Analytical advances is the next featured technology trend, supporting the storage and manipulation of raw data to derive greater value and insight, these technologies continue to grow in capability and applicability. Predictive analytics is approaching maturity, but researchers and developers continue to apply and improve the core techniques for new data sources. According to the report, image recognition is driving new capabilities in search, retail and social media, and also contributes to advances in other areas, such as augmented reality and video analytics, for customer service and social analytics continues to take advantage of new sources and types of social information. Computational advances, such as in-memory database management systems and big data, take the scope and scale to new levels, the report said.

Finally, crossing the traditional boundaries of IT or digital frontiers are also a featured technology trend. Gartner said that new capabilities are reaching levels of performance and pricing that will fundamentally reshape processes and even industries. Examples on this year’s Hype Cycle include 3D printing and bioprinting (of human tissue), and mobile robots.
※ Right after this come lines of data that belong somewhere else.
use std::{
    sync::{
        atomic::{AtomicBool, Ordering},
        Arc, Mutex, PoisonError,
    },
    time::Duration,
};

use thiserror::Error;
use tokio::{sync::watch, task::JoinHandle};
use tokio_util::sync::CancellationToken;

use crate::cache::{OnboardingStore, Subscription, TaskStore};
use crate::db::{Database, RemoteError};
use crate::{log_error, log_info, log_warn};

use super::{
    auth_loop::auth_loop,
    identity::IdentityProvider,
    state::{SessionState, SessionView},
};

const ENABLE_LOGS: bool = true;
const LOG_TAG: &str = "session";

/// Upper bound on how long the session may sit unresolved.
pub const AUTH_FALLBACK_TIMEOUT: Duration = Duration::from_secs(8);

#[derive(Debug, Error)]
pub enum SessionError {
    #[error("no user is signed in")]
    NotAuthenticated,
    #[error(transparent)]
    Remote(#[from] RemoteError),
}

/// Collaborators the controller reads from and writes to.
#[derive(Clone)]
pub struct SessionDeps {
    pub db: Database,
    pub identity: Arc<dyn IdentityProvider>,
    pub onboarding: Arc<OnboardingStore>,
    pub tasks: Arc<TaskStore>,
}

#[derive(Debug, Clone, Copy)]
pub struct SessionOptions {
    pub auth_timeout: Duration,
    /// Run the development reset once during start.
    pub dev_reset: bool,
}

impl Default for SessionOptions {
    fn default() -> Self {
        Self {
            auth_timeout: AUTH_FALLBACK_TIMEOUT,
            dev_reset: false,
        }
    }
}

/// Reconciles the identity provider with the live user document and the
/// onboarding flag into one [`SessionView`].
pub struct SessionController {
    deps: SessionDeps,
    state: Mutex<SessionState>,
    view_tx: watch::Sender<SessionView>,
    cancel_token: CancellationToken,
    handle: Mutex<Option<JoinHandle<()>>>,
    onboarding_sub: Mutex<Option<Subscription>>,
    dev_reset_done: AtomicBool,
}

impl SessionController {
    pub async fn start(deps: SessionDeps, options: SessionOptions) -> Arc<Self> {
        let state = SessionState::new(deps.onboarding.state());
        let (view_tx, _) = watch::channel(state.view());

        let controller = Arc::new(Self {
            deps,
            state: Mutex::new(state),
            view_tx,
            cancel_token: CancellationToken::new(),
            handle: Mutex::new(None),
            onboarding_sub: Mutex::new(None),
            dev_reset_done: AtomicBool::new(false),
        });

        let weak = Arc::downgrade(&controller);
        let subscription = controller.deps.onboarding.subscribe(move || {
            if let Some(controller) = weak.upgrade() {
                controller.refresh_onboarding();
            }
        });
        *lock(&controller.onboarding_sub) = Some(subscription);

        let events = controller.deps.identity.subscribe();

        if controller.deps.onboarding.state().loading {
            controller.deps.onboarding.init().await;
        }
        if options.dev_reset {
            controller.run_dev_reset().await;
        }

        let handle = tokio::spawn(auth_loop(
            Arc::clone(&controller),
            events,
            options.auth_timeout,
            controller.cancel_token.clone(),
        ));
        *lock(&controller.handle) = Some(handle);

        controller
    }

    pub fn view(&self) -> SessionView {
        self.view_tx.borrow().clone()
    }

    pub fn watch(&self) -> watch::Receiver<SessionView> {
        self.view_tx.subscribe()
    }

    pub fn user_id(&self) -> Option<String> {
        lock(&self.state).user_id().map(str::to_string)
    }

    pub async fn set_onboarding_done(&self, done: bool) {
        self.deps.onboarding.set_done(done).await;
    }

    /// Writes the premium flag of the signed-in user. The live subscription
    /// brings the change back into the view.
    pub async fn set_premium(&self, is_premium: bool) -> Result<(), SessionError> {
        let user_id = self.user_id().ok_or(SessionError::NotAuthenticated)?;
        self.deps.db.set_premium(&user_id, is_premium).await?;
        log_info!("premium set to {is_premium} for {user_id}");
        Ok(())
    }

    /// Development reset: onboarding off, sign out, wipe local tasks. Runs
    /// at most once per controller; returns whether this call ran it.
    pub async fn run_dev_reset(&self) -> bool {
        if self
            .dev_reset_done
            .compare_exchange(false, true, Ordering::SeqCst, Ordering::SeqCst)
            .is_err()
        {
            return false;
        }

        log_warn!("development reset: clearing onboarding, identity and local tasks");
        self.deps.onboarding.set_done(false).await;
        self.deps.identity.sign_out();
        let removed = self.deps.tasks.clear().await;
        log_info!("development reset removed {removed} local tasks");
        true
    }

    pub async fn shutdown(&self) {
        self.cancel_token.cancel();
        lock(&self.onboarding_sub).take();
        let handle = lock(&self.handle).take();
        if let Some(handle) = handle {
            if let Err(err) = handle.await {
                log_error!("session loop failed to join: {err}");
            }
        }
    }

    pub(super) fn db(&self) -> &Database {
        &self.deps.db
    }

    /// Applies `change` and publishes the resulting view.
    pub(super) fn update<R>(&self, change: impl FnOnce(&mut SessionState) -> R) -> R {
        let mut state = lock(&self.state);
        let result = change(&mut state);
        self.view_tx.send_replace(state.view());
        result
    }

    fn refresh_onboarding(&self) {
        let onboarding = self.deps.onboarding.state();
        self.update(|state| state.set_onboarding(onboarding));
    }
}

fn lock<T>(mutex: &Mutex<T>) -> std::sync::MutexGuard<'_, T> {
    mutex.lock().unwrap_or_else(PoisonError::into_inner)
}
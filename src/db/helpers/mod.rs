//! Lenient readers for untrusted document fields.
//!
//! Remote documents may be written by older clients or edited by hand, so
//! every reader fails closed: a missing or mistyped field becomes the
//! type's neutral value instead of an error.

use chrono::{DateTime, Local, NaiveDate, NaiveTime, TimeZone, Utc};
use serde::de::DeserializeOwned;
use serde_json::Value;

use crate::db::Fields;

pub fn field_str(data: &Fields, key: &str) -> Option<String> {
    match data.get(key) {
        Some(Value::String(text)) => Some(text.clone()),
        _ => None,
    }
}

/// `true` only for a JSON `true`; strings such as `"true"` do not count.
pub fn field_bool(data: &Fields, key: &str) -> bool {
    matches!(data.get(key), Some(Value::Bool(true)))
}

/// Non-negative whole number; fractional values are truncated, anything else
/// reads as zero.
pub fn field_u64(data: &Fields, key: &str) -> u64 {
    match data.get(key) {
        Some(Value::Number(number)) => number.as_u64().unwrap_or_else(|| {
            number
                .as_f64()
                .filter(|value| value.is_finite() && *value >= 0.0)
                .map(|value| value.trunc() as u64)
                .unwrap_or(0)
        }),
        _ => 0,
    }
}

pub fn field_u32(data: &Fields, key: &str) -> u32 {
    u32::try_from(field_u64(data, key)).unwrap_or(u32::MAX)
}

/// Millisecond timestamp, if the field holds an integer.
pub fn field_timestamp(data: &Fields, key: &str) -> Option<i64> {
    match data.get(key) {
        Some(Value::Number(number)) => number.as_i64(),
        _ => None,
    }
}

/// Strings of an array field, de-duplicated in first-seen order. Non-string
/// elements are skipped.
pub fn field_string_set(data: &Fields, key: &str) -> Vec<String> {
    let Some(Value::Array(items)) = data.get(key) else {
        return Vec::new();
    };
    let mut out: Vec<String> = Vec::with_capacity(items.len());
    for item in items {
        if let Value::String(text) = item {
            if !out.contains(text) {
                out.push(text.clone());
            }
        }
    }
    out
}

/// A string-backed enum, or its default when absent or unrecognized.
pub fn field_enum<T: DeserializeOwned + Default>(data: &Fields, key: &str) -> T {
    data.get(key)
        .and_then(|value| serde_json::from_value(value.clone()).ok())
        .unwrap_or_default()
}

pub fn millis_to_datetime(ms: i64) -> DateTime<Utc> {
    DateTime::from_timestamp_millis(ms).unwrap_or_default()
}

/// Calendar day of `ms` in `tz`.
pub fn local_date<Tz: TimeZone>(ms: i64, tz: &Tz) -> NaiveDate {
    millis_to_datetime(ms).with_timezone(tz).date_naive()
}

/// Start of the device-local day containing `now`, in epoch milliseconds.
pub fn start_of_local_day(now: DateTime<Utc>) -> i64 {
    start_of_day_in(now, &Local)
}

pub fn start_of_day_in<Tz: TimeZone>(now: DateTime<Utc>, tz: &Tz) -> i64 {
    let midnight = now.with_timezone(tz).date_naive().and_time(NaiveTime::default());
    tz.from_local_datetime(&midnight)
        .earliest()
        .map(|start| start.timestamp_millis())
        // Midnight skipped by a DST jump: fall back to the UTC reading.
        .unwrap_or_else(|| midnight.and_utc().timestamp_millis())
}
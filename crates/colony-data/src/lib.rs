pub mod loader;
pub mod schema;
pub mod template;

pub use loader::DataLoadError;
pub use template::{SettlementTemplate, load_building_types, load_settlement_template};
//! Serde data file structs for settlement content.
//!
//! These structs define the on-disk format for building types and settlement
//! layouts. They are deserialized from RON, JSON, or TOML files and then
//! resolved into core types by the template loader.

use serde::Deserialize;

// ===========================================================================
// Building types
// ===========================================================================

/// A building type definition in `buildings.{ron,toml,json}`.
#[derive(Debug, Clone, Deserialize)]
pub struct BuildingTypeData {
    pub name: String,
    /// Demand in kW at full power.
    pub full_power: f64,
    /// Demand in kW when powered down.
    pub power_down_power: f64,
    #[serde(default)]
    pub generation: Option<GenerationData>,
    #[serde(default)]
    pub life_support: Option<LifeSupportData>,
}

/// Power generation provided by a building type.
#[derive(Debug, Clone, Deserialize)]
pub struct GenerationData {
    pub sources: Vec<PowerSourceData>,
}

/// One power source inside a generating building.
#[derive(Debug, Clone, Deserialize)]
pub struct PowerSourceData {
    #[serde(default)]
    pub kind: PowerSourceKindData,
    /// Peak output in kW.
    pub max_power: f64,
}

#[derive(Debug, Clone, Copy, Default, PartialEq, Eq, Deserialize)]
#[serde(rename_all = "snake_case")]
pub enum PowerSourceKindData {
    #[default]
    Standard,
    Solar,
}

/// Life support provided by a building type.
#[derive(Debug, Clone, Deserialize)]
pub struct LifeSupportData {
    pub occupant_capacity: u32,
}

// ===========================================================================
// Settlement layout
// ===========================================================================

/// A settlement template in `settlement.{ron,toml,json}`.
#[derive(Debug, Clone, Deserialize)]
pub struct SettlementData {
    pub name: String,
    #[serde(default)]
    pub grid_mode: GridModeData,
    /// Initial sunlight factor for solar sources, 0..=1.
    #[serde(default = "default_sunlight")]
    pub sunlight: f64,
    /// Buildings in settlement order.
    pub buildings: Vec<BuildingInstanceData>,
}

fn default_sunlight() -> f64 {
    1.0
}

/// Initial grid mode of a settlement.
#[derive(Debug, Clone, Copy, Default, PartialEq, Eq, Deserialize)]
#[serde(rename_all = "snake_case")]
pub enum GridModeData {
    #[default]
    PowerUp,
    PowerDown,
}

/// One building placed in a settlement.
#[derive(Debug, Clone, Deserialize)]
pub struct BuildingInstanceData {
    /// Name of a type in the building type file.
    #[serde(rename = "type")]
    pub building_type: String,
    /// Instance name. Defaults to the type name with a running number.
    #[serde(default)]
    pub name: Option<String>,
}

// ===========================================================================
// Tests
// ===========================================================================

#[cfg(test)]
mod tests {
    use super::*;

    // -----------------------------------------------------------------------
    // RON
    // -----------------------------------------------------------------------

    #[test]
    fn building_type_defaults_from_ron() {
        let ron = r#"(name: "Workshop", full_power: 6.0, power_down_power: 1.5)"#;
        let data: BuildingTypeData = ron::from_str(ron).unwrap();
        assert_eq!(data.name, "Workshop");
        assert!(data.generation.is_none());
        assert!(data.life_support.is_none());
    }

    #[test]
    fn generating_building_type_from_ron() {
        let ron = r#"
            (
                name: "Solar Farm",
                full_power: 0.5,
                power_down_power: 0.1,
                generation: Some((
                    sources: [
                        (kind: solar, max_power: 40.0),
                        (max_power: 2.0),
                    ],
                )),
            )
        "#;
        let data: BuildingTypeData = ron::from_str(ron).unwrap();
        let generation = data.generation.unwrap();
        assert_eq!(generation.sources.len(), 2);
        assert_eq!(generation.sources[0].kind, PowerSourceKindData::Solar);
        assert_eq!(generation.sources[1].kind, PowerSourceKindData::Standard);
    }

    #[test]
    fn settlement_from_ron() {
        let ron = r#"
            (
                name: "Schiaparelli Point",
                grid_mode: power_down,
                buildings: [
                    (type: "Lander Hab", name: Some("Lander Hab 1")),
                    (type: "Workshop"),
                ],
            )
        "#;
        let data: SettlementData = ron::from_str(ron).unwrap();
        assert_eq!(data.grid_mode, GridModeData::PowerDown);
        assert!((data.sunlight - 1.0).abs() < f64::EPSILON);
        assert_eq!(data.buildings[0].name.as_deref(), Some("Lander Hab 1"));
        assert_eq!(data.buildings[1].building_type, "Workshop");
        assert!(data.buildings[1].name.is_none());
    }

    // -----------------------------------------------------------------------
    // JSON
    // -----------------------------------------------------------------------

    #[test]
    fn life_support_building_type_from_json() {
        let json = r#"{
            "name": "Lander Hab",
            "full_power": 10.0,
            "power_down_power": 4.0,
            "life_support": {"occupant_capacity": 8}
        }"#;
        let data: BuildingTypeData = serde_json::from_str(json).unwrap();
        assert_eq!(data.life_support.unwrap().occupant_capacity, 8);
    }

    // -----------------------------------------------------------------------
    // TOML
    // -----------------------------------------------------------------------

    #[test]
    fn settlement_from_toml() {
        let toml_str = r#"
name = "Mangala Station"
sunlight = 0.5

[[buildings]]
type = "Workshop"
"#;
        let data: SettlementData = toml::from_str(toml_str).unwrap();
        assert_eq!(data.name, "Mangala Station");
        assert_eq!(data.grid_mode, GridModeData::PowerUp);
        assert!((data.sunlight - 0.5).abs() < f64::EPSILON);
        assert_eq!(data.buildings.len(), 1);
    }
}
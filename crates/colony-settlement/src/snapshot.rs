//! Binary settlement snapshots via `bitcode` with a versioned header.

use colony_core::clock::MarsClock;
use colony_core::event::EventBus;
use colony_core::fixed::{Fixed64, Ticks};
use colony_core::id::SettlementId;
use colony_core::manager::BuildingManager;
use colony_power::PowerGrid;
use serde::{Deserialize, Serialize};

use crate::Settlement;

// ---------------------------------------------------------------------------
// Constants
// ---------------------------------------------------------------------------

/// Magic number identifying a settlement snapshot.
pub const SNAPSHOT_MAGIC: u32 = 0x4D41_5253;

/// Current format version. Increment when breaking the wire format.
pub const FORMAT_VERSION: u32 = 1;

// ---------------------------------------------------------------------------
// Error types
// ---------------------------------------------------------------------------

/// Errors that can occur during serialization.
#[derive(Debug, thiserror::Error)]
pub enum SerializeError {
    #[error("bitcode encoding failed: {0}")]
    Encode(String),
}

/// Errors that can occur during deserialization.
#[derive(Debug, thiserror::Error)]
pub enum DeserializeError {
    #[error("invalid magic number: expected 0x{:08X}, got 0x{:08X}", SNAPSHOT_MAGIC, .0)]
    InvalidMagic(u32),
    #[error("unsupported format version: expected {}, got {}", FORMAT_VERSION, .0)]
    UnsupportedVersion(u32),
    #[error("snapshot from future version {0} (this build supports up to {FORMAT_VERSION})")]
    FutureVersion(u32),
    #[error("bitcode decoding failed: {0}")]
    Decode(String),
}

// ---------------------------------------------------------------------------
// Snapshot header
// ---------------------------------------------------------------------------

/// Header prepended to every serialized snapshot so the format and version
/// can be checked before the payload is trusted.
#[derive(Debug, Clone, PartialEq, Eq, Serialize, Deserialize)]
pub struct SnapshotHeader {
    pub magic: u32,
    pub version: u32,
    /// Settlement tick at the time the snapshot was taken.
    pub tick: Ticks,
}

impl SnapshotHeader {
    /// Create a header for the current format version.
    pub fn new(tick: Ticks) -> Self {
        Self {
            magic: SNAPSHOT_MAGIC,
            version: FORMAT_VERSION,
            tick,
        }
    }

    pub fn validate(&self) -> Result<(), DeserializeError> {
        if self.magic != SNAPSHOT_MAGIC {
            return Err(DeserializeError::InvalidMagic(self.magic));
        }
        if self.version > FORMAT_VERSION {
            return Err(DeserializeError::FutureVersion(self.version));
        }
        if self.version < FORMAT_VERSION {
            return Err(DeserializeError::UnsupportedVersion(self.version));
        }
        Ok(())
    }
}

// ---------------------------------------------------------------------------
// Serializable settlement state
// ---------------------------------------------------------------------------

/// Everything in a [`Settlement`] except the event bus, which holds closures.
#[derive(Debug, Serialize, Deserialize)]
struct SettlementSnapshot {
    header: SnapshotHeader,
    id: SettlementId,
    name: String,
    buildings: BuildingManager,
    grid: PowerGrid,
    clock: MarsClock,
    sunlight: Fixed64,
}

impl Settlement {
    /// Serialize the settlement to a binary blob.
    pub fn serialize(&self) -> Result<Vec<u8>, SerializeError> {
        let snapshot = SettlementSnapshot {
            header: SnapshotHeader::new(self.clock.tick),
            id: self.id,
            name: self.name.clone(),
            buildings: self.buildings.clone(),
            grid: self.grid.clone(),
            clock: self.clock.clone(),
            sunlight: self.sunlight,
        };

        bitcode::serialize(&snapshot).map_err(|e| SerializeError::Encode(e.to_string()))
    }

    /// Restore a settlement from [`Settlement::serialize`] output.
    ///
    /// The event bus is recreated empty. Listeners must be registered again.
    pub fn deserialize(data: &[u8]) -> Result<Self, DeserializeError> {
        let snapshot: SettlementSnapshot =
            bitcode::deserialize(data).map_err(|e| DeserializeError::Decode(e.to_string()))?;
        snapshot.header.validate()?;

        log::debug!(
            "{}: restored '{}' at tick {} with {} buildings",
            snapshot.id,
            snapshot.name,
            snapshot.header.tick,
            snapshot.buildings.len()
        );

        let mut events = EventBus::default();
        events.reserve(snapshot.buildings.len());

        Ok(Settlement {
            id: snapshot.id,
            name: snapshot.name,
            buildings: snapshot.buildings,
            grid: snapshot.grid,
            clock: snapshot.clock,
            sunlight: snapshot.sunlight,
            events,
        })
    }
}

#[cfg(test)]
mod tests {
    use super::*;
    use colony_core::mode::{GridMode, PowerMode};
    use colony_core::test_utils::*;

    fn strained_settlement() -> Settlement {
        let mut settlement = Settlement::new(SettlementId(3), "Mangala Station");
        settlement.add_building(generator("Reactor", 5.0));
        settlement.add_building(consumer("Workshop", 4.0, 2.0));
        settlement.add_building(habitat("Hab", 4.0, 2.0));
        settlement.time_passing(kw(25.0)).unwrap();
        settlement
    }

    #[test]
    fn round_trip_preserves_grid_and_modes() {
        let settlement = strained_settlement();
        let data = settlement.serialize().unwrap();
        let restored = Settlement::deserialize(&data).unwrap();

        assert_eq!(restored.id(), SettlementId(3));
        assert_eq!(restored.name(), "Mangala Station");
        assert_eq!(restored.power_grid().snapshot(), settlement.power_grid().snapshot());
        assert_eq!(restored.tick(), settlement.tick());
        assert_eq!(restored.state_hash(), settlement.state_hash());

        let modes: Vec<PowerMode> = restored.buildings().iter().map(|b| b.power_mode()).collect();
        assert_eq!(modes, vec![PowerMode::FullPower, PowerMode::PowerDown, PowerMode::PowerDown]);
    }

    #[test]
    fn restored_settlement_keeps_ticking_identically() {
        let mut original = strained_settlement();
        original.set_power_mode(GridMode::PowerDown);
        let mut restored = Settlement::deserialize(&original.serialize().unwrap()).unwrap();

        for _ in 0..5 {
            original.time_passing(kw(25.0)).unwrap();
            restored.time_passing(kw(25.0)).unwrap();
        }
        assert_eq!(original.state_hash(), restored.state_hash());
    }

    #[test]
    fn restored_bus_fits_every_building() {
        let mut settlement = Settlement::new(SettlementId(5), "Tharsis Yard");
        for i in 0..400 {
            settlement.add_building(consumer(&format!("Depot {i}"), 1.0, 0.5));
        }
        let restored = Settlement::deserialize(&settlement.serialize().unwrap()).unwrap();
        assert!(restored.events().capacity() >= 400);
    }

    #[test]
    fn header_validation() {
        assert!(SnapshotHeader::new(0).validate().is_ok());

        let mut header = SnapshotHeader::new(0);
        header.magic = 0xDEAD_BEEF;
        assert!(matches!(header.validate(), Err(DeserializeError::InvalidMagic(0xDEAD_BEEF))));

        let mut header = SnapshotHeader::new(0);
        header.version = FORMAT_VERSION + 1;
        assert!(matches!(header.validate(), Err(DeserializeError::FutureVersion(_))));

        let mut header = SnapshotHeader::new(0);
        header.version = 0;
        assert!(matches!(header.validate(), Err(DeserializeError::UnsupportedVersion(0))));
    }

    #[test]
    fn garbage_fails_to_decode() {
        let result = Settlement::deserialize(&[0xFF, 0x00, 0x13]);
        assert!(matches!(result, Err(DeserializeError::Decode(_))));
    }

    #[test]
    fn wrong_magic_is_rejected() {
        let settlement = strained_settlement();
        let snapshot = SettlementSnapshot {
            header: SnapshotHeader {
                magic: 0x1234_5678,
                version: FORMAT_VERSION,
                tick: 0,
            },
            id: settlement.id,
            name: settlement.name.clone(),
            buildings: settlement.buildings.clone(),
            grid: settlement.grid.clone(),
            clock: settlement.clock.clone(),
            sunlight: settlement.sunlight,
        };
        let data = bitcode::serialize(&snapshot).unwrap();

        let result = Settlement::deserialize(&data);
        assert!(matches!(result, Err(DeserializeError::InvalidMagic(0x1234_5678))));
    }

    #[test]
    fn error_display_messages() {
        let msg = DeserializeError::InvalidMagic(0xDEAD_BEEF).to_string();
        assert!(msg.contains("0x4D415253"));
        assert!(msg.contains("0xDEADBEEF"));
        assert!(DeserializeError::FutureVersion(9).to_string().contains('9'));
    }
}
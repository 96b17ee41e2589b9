use crate::function::FunctionKind;
use crate::id::BuildingId;

/// Faults raised by buildings and their functions.
///
/// Any of these aborts the current grid tick. They point at an inconsistency
/// in the settlement's building list and carry the offending building.
#[derive(Debug, Clone, PartialEq, Eq, thiserror::Error)]
pub enum BuildingError {
    #[error("building '{name}' ({building:?}) has no {function} function")]
    MissingFunction {
        building: BuildingId,
        name: String,
        function: FunctionKind,
    },

    #[error("building '{name}' ({building:?}) malfunction: {reason}")]
    Malfunction {
        building: BuildingId,
        name: String,
        reason: String,
    },

    #[error("building '{name}' has invalid power figures: {detail}")]
    InvalidPowerFigures { name: String, detail: String },

    #[error("unknown building {0:?}")]
    UnknownBuilding(BuildingId),
}

impl BuildingError {
    /// The building this fault is attributed to, when it has one.
    pub fn building(&self) -> Option<BuildingId> {
        match self {
            BuildingError::MissingFunction { building, .. }
            | BuildingError::Malfunction { building, .. }
            | BuildingError::UnknownBuilding(building) => Some(*building),
            BuildingError::InvalidPowerFigures { .. } => None,
        }
    }
}
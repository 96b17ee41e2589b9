use serde::{Deserialize, Serialize};
use slotmap::new_key_type;

new_key_type! {
    /// Identifies a building within its settlement's building manager.
    pub struct BuildingId;
}

/// Identifies a settlement. Cheap to copy and compare.
#[derive(Debug, Clone, Copy, PartialEq, Eq, PartialOrd, Ord, Hash, Serialize, Deserialize)]
pub struct SettlementId(pub u32);

impl std::fmt::Display for SettlementId {
    fn fmt(&self, f: &mut std::fmt::Formatter<'_>) -> std::fmt::Result {
        write!(f, "settlement#{}", self.0)
    }
}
“Many Gartner clients use Hype Cycles as part of their technology-planning process, often drawing from multiple Hype Cycles, augmented with industry- or company-specific topics to create their own Hype Cycles and Priority Matrices,” said Fenn. “Technology providers use Hype Cycles as a way to understand the likely market reaction to their products and services based on the adopter community’s expectations and attitudes. Investors watch for technologies that are on the rise in a Hype Cycle to try to catch them before the Peak of Inflated Expectations or at the beginning of the Slope of Enlightenment before they move into mainstream adoption,” she concluded.